A anatomia invisível da vigília se mostra também no modo como a atenção escolhe, sem pedir licença, o que deixa entrar. Um homem de jaqueta escura fixa o painel de senhas como se quisesse atravessar os números; ainda assim, quando o copo de alguém cai ao fundo, a cabeça dele gira antes do som terminar. Não é decisão, é circuito. A manutenção do nível básico de consciência que sustenta a vigilância depende de estruturas que trabalham como um suporte inespecífico, e o estado de alerta eficiente é alimentado por um centro subcortical que, ao modular noradrenalina, reduz o ruído espontâneo e torna o cérebro mais responsivo ao estímulo que importa. Entre tronco cerebral, tálamo e córtex, há comportas: filtros que deixam passar “algumas informações” e interrompem o resto. Aqui, dá para ver o filtro falhar quando alguém responde ao próprio nome com atraso, como se a palavra precisasse ser repetida dentro da cabeça antes de se tornar audível.
Quando uma emoção agarra a cena, a vigília muda de textura. Um cliente reclama alto do troco e, no instante em que a voz sobe, o ambiente se reorganiza: olhos que estavam dispersos se alinham, ombros se contraem, mãos param no ar. O rosto do atendente endurece por meio segundo, depois tenta retomar a neutralidade; mas o corpo já recebeu a ordem. A amígdala, com suas projeções para hipotálamo e tronco, tem um jeito de acender o organismo antes que a narrativa consciente chegue para justificar: acelera ritmo, aumenta pressão, aperta a garganta, interrompe movimentos, prepara a musculatura, deixa o cérebro “tinindo” com noradrenalina, e qualquer barulho vira gatilho de sobressalto. O que se chama autocontrole, aqui, é quase sempre pós-produção: a tentativa tardia de o pensamento harmonizar o que a urgência disparou.

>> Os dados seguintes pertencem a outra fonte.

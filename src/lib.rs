pub mod cli;
pub mod io;
pub mod model;
pub mod ops;
pub mod parse;
pub mod util;
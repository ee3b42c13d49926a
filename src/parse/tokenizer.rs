//! Tokenizer over masked sketch text
//!
//! Masked comments and literals read as whitespace, so the tokenizer only
//! sees code. It never fails: anything without a known shape becomes
//! [`TokenKind::Other`].

use crate::model::token::{Token, TokenKind};
use crate::parse::mask::{MaskedSpan, MaskedText};

/// Lazy token stream. Clone it to restart from the same position.
#[derive(Debug, Clone)]
pub struct Tokens<'t, 'a> {
    text: &'t MaskedText<'a>,
    pos: usize,
    /// Index of the next masked span that could produce a comment boundary
    next_span: usize,
    /// No token has been emitted on the current line yet
    at_line_start: bool,
}

impl<'a> MaskedText<'a> {
    /// A fresh token stream from the start of the text.
    pub fn tokens(&self) -> Tokens<'_, 'a> {
        Tokens {
            text: self,
            pos: 0,
            next_span: 0,
            at_line_start: true,
        }
    }
}

impl<'t, 'a> Tokens<'t, 'a> {
    fn masked(&self) -> &'t str {
        self.text.as_str()
    }

    fn token(&self, kind: TokenKind, start: usize, end: usize) -> Token<'a> {
        let source = self.text.source();
        Token {
            kind,
            span: self.text.line_index().span(source, start, end),
            text: &source[start..end],
        }
    }

    /// The comment span starting exactly at the current position, if it has
    /// not been reported yet.
    fn pending_comment(&mut self) -> Option<MaskedSpan> {
        let spans = self.text.spans();
        while self.next_span < spans.len() && spans[self.next_span].span.start < self.pos {
            self.next_span += 1;
        }
        let span = spans.get(self.next_span).copied()?;
        if span.span.start == self.pos {
            self.next_span += 1;
            if span.kind.is_comment() {
                return Some(span);
            }
        }
        None
    }

    /// End of a directive starting at `start`: the first newline that is not
    /// escaped by a backslash and not inside a block comment.
    fn directive_end(&self, start: usize) -> usize {
        let bytes = self.masked().as_bytes();
        let mut i = start;
        while i < bytes.len() {
            if bytes[i] == b'\n' && !self.text.is_masked(i) {
                let mut before = i;
                if before > start && bytes[before - 1] == b'\r' {
                    before -= 1;
                }
                if before > start && bytes[before - 1] == b'\\' {
                    i += 1;
                    continue;
                }
                return before;
            }
            i += 1;
        }
        bytes.len()
    }
}

impl<'t, 'a> Iterator for Tokens<'t, 'a> {
    type Item = Token<'a>;

    fn next(&mut self) -> Option<Token<'a>> {
        let masked = self.masked();

        // Skip whitespace and filler, stopping to report comment starts
        loop {
            if let Some(comment) = self.pending_comment() {
                let start = comment.span.start;
                return Some(self.token(TokenKind::CommentBoundary, start, start));
            }
            match masked[self.pos..].chars().next() {
                Some(c) if c.is_whitespace() => {
                    if c == '\n' {
                        self.at_line_start = true;
                    }
                    self.pos += c.len_utf8();
                }
                Some(_) => break,
                None => return None,
            }
        }

        let start = self.pos;
        let rest = &masked[start..];
        let c = rest.chars().next()?;

        if c == '#' && self.at_line_start {
            let end = self.directive_end(start);
            self.pos = end;
            return Some(self.token(TokenKind::Directive, start, end));
        }
        self.at_line_start = false;

        let (kind, len) = if c == '_' || c.is_alphabetic() {
            let len = rest
                .char_indices()
                .find(|&(_, ch)| !(ch == '_' || ch.is_alphanumeric()))
                .map(|(i, _)| i)
                .unwrap_or(rest.len());
            (TokenKind::Identifier, len)
        } else if c.is_ascii_digit() {
            let len = rest
                .char_indices()
                .find(|&(_, ch)| !(ch == '_' || ch == '.' || ch.is_ascii_alphanumeric()))
                .map(|(i, _)| i)
                .unwrap_or(rest.len());
            (TokenKind::Other, len)
        } else {
            match c {
                '{' => (TokenKind::OpenBrace, 1),
                '}' => (TokenKind::CloseBrace, 1),
                '(' => (TokenKind::OpenParen, 1),
                ')' => (TokenKind::CloseParen, 1),
                ';' => (TokenKind::Semicolon, 1),
                ':' if rest.starts_with("::") => (TokenKind::Punctuation, 2),
                c if c.is_ascii_punctuation() => (TokenKind::Punctuation, 1),
                c => (TokenKind::Other, c.len_utf8()),
            }
        };

        self.pos = start + len;
        Some(self.token(kind, start, start + len))
    }
}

A vigília também se denuncia no espaço entre as pessoas, nessa proxêmica que parece casual, mas é regulada como uma pele externa. Há quem suporte o outro muito perto sem recuar, como se manter o chão fosse uma forma de não ofender; há quem, ao contrário, proteja um círculo íntimo com recuos mínimos, quase educados, que ainda assim desenham fronteira. Os mais expansivos parecem buscar a comunicação rica em modalidades: aproximam-se, sustentam o olhar por mais tempo, espalham gestos que completam a frase; os mais reservados economizam movimento e retiram o corpo como quem baixa o volume do mundo. O contato ocular, porém, tem sua medida exata: quando ultrapassa um segundo com um estranho, o olhar deixa de ser ponte e vira lâmina, percebido como agressão predatória; e é curioso ver como, diante desse excesso, a maioria responde desviando os olhos não por timidez, mas por preservação do próprio território.

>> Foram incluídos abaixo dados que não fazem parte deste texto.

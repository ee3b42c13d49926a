use std::path::Path;

use crate::cli::commands::InitArgs;
use crate::io::config_io::{self, CONFIG_FILE};
use crate::io::sketch_io;

const CONFIG_TEMPLATE: &str = r##"# sketchpp configuration
# Applies to every sketch in this directory and below.

# Functions the board core already declares. These never get a prototype.
entry_points = ["setup", "loop"]

# Functions declared somewhere the converter cannot see.
known_prototypes = []

# Headers whose prototypes count as declared.
# Paths are relative to this file.
headers = []

# Follow injected prototypes with `#line <n> "<sketch>"` so compiler
# diagnostics point at the sketch instead of the translation unit.
line_directives = false
"##;

/// Write the default config into `dir`, refusing to clobber unless `force`.
fn write_default_config(dir: &Path, force: bool) -> Result<(), Box<dyn std::error::Error>> {
    let path = dir.join(CONFIG_FILE);
    if path.exists() && !force {
        return Err(format!("{} already exists (use --force to overwrite)", CONFIG_FILE).into());
    }

    // Note a config further up that this one will shadow
    if let Some(parent) = dir.parent()
        && let Some(existing) = config_io::discover_config(parent)
    {
        eprintln!("Note: {} will shadow {}", CONFIG_FILE, existing.display());
    }

    sketch_io::write_output(&path, CONFIG_TEMPLATE)?;
    log::info!("wrote {}", path.display());
    Ok(())
}

pub fn cmd_init(args: InitArgs) -> Result<(), Box<dyn std::error::Error>> {
    let cwd = std::env::current_dir()?;
    write_default_config(&cwd, args.force)?;
    println!("Created {}", CONFIG_FILE);
    Ok(())
}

Perto da saída, um segurança observa a fila com a calma treinada de quem tem permissão para olhar onde os outros evitam olhar. Ele escaneia rostos e bolsas sem pedir desculpa, e essa liberdade altera tudo: algumas pessoas ajeitam a mochila, outras reduzem o gesto, outras fingem não perceber, mas ajustam o corpo como quem retira do próprio movimento qualquer elemento que pareça suspeito. A vigília, então, revela seu último segredo: não é só um estado interno, é um contrato ambiental. O tipo de lugar, o barulho, a luz, a densidade de gente, tudo isso interfere no humor, na escolha de palavras, na expressão corporal, e produz uma vigília coletiva que parece normal justamente porque é compartilhada. Quando a fila enfim anda e eu avanço com ela, sinto que a atenção não é um foco; é um esforço de manutenção, um sistema que sustenta o “acordado” como se sustentasse um copo cheio até a borda, e qualquer pequeno tremor — uma noite curta, uma hora errada do dia, um grito, um olhar longo demais — faz o nível oscilar e mostra, por um segundo, a anatomia que costuma permanecer invisível.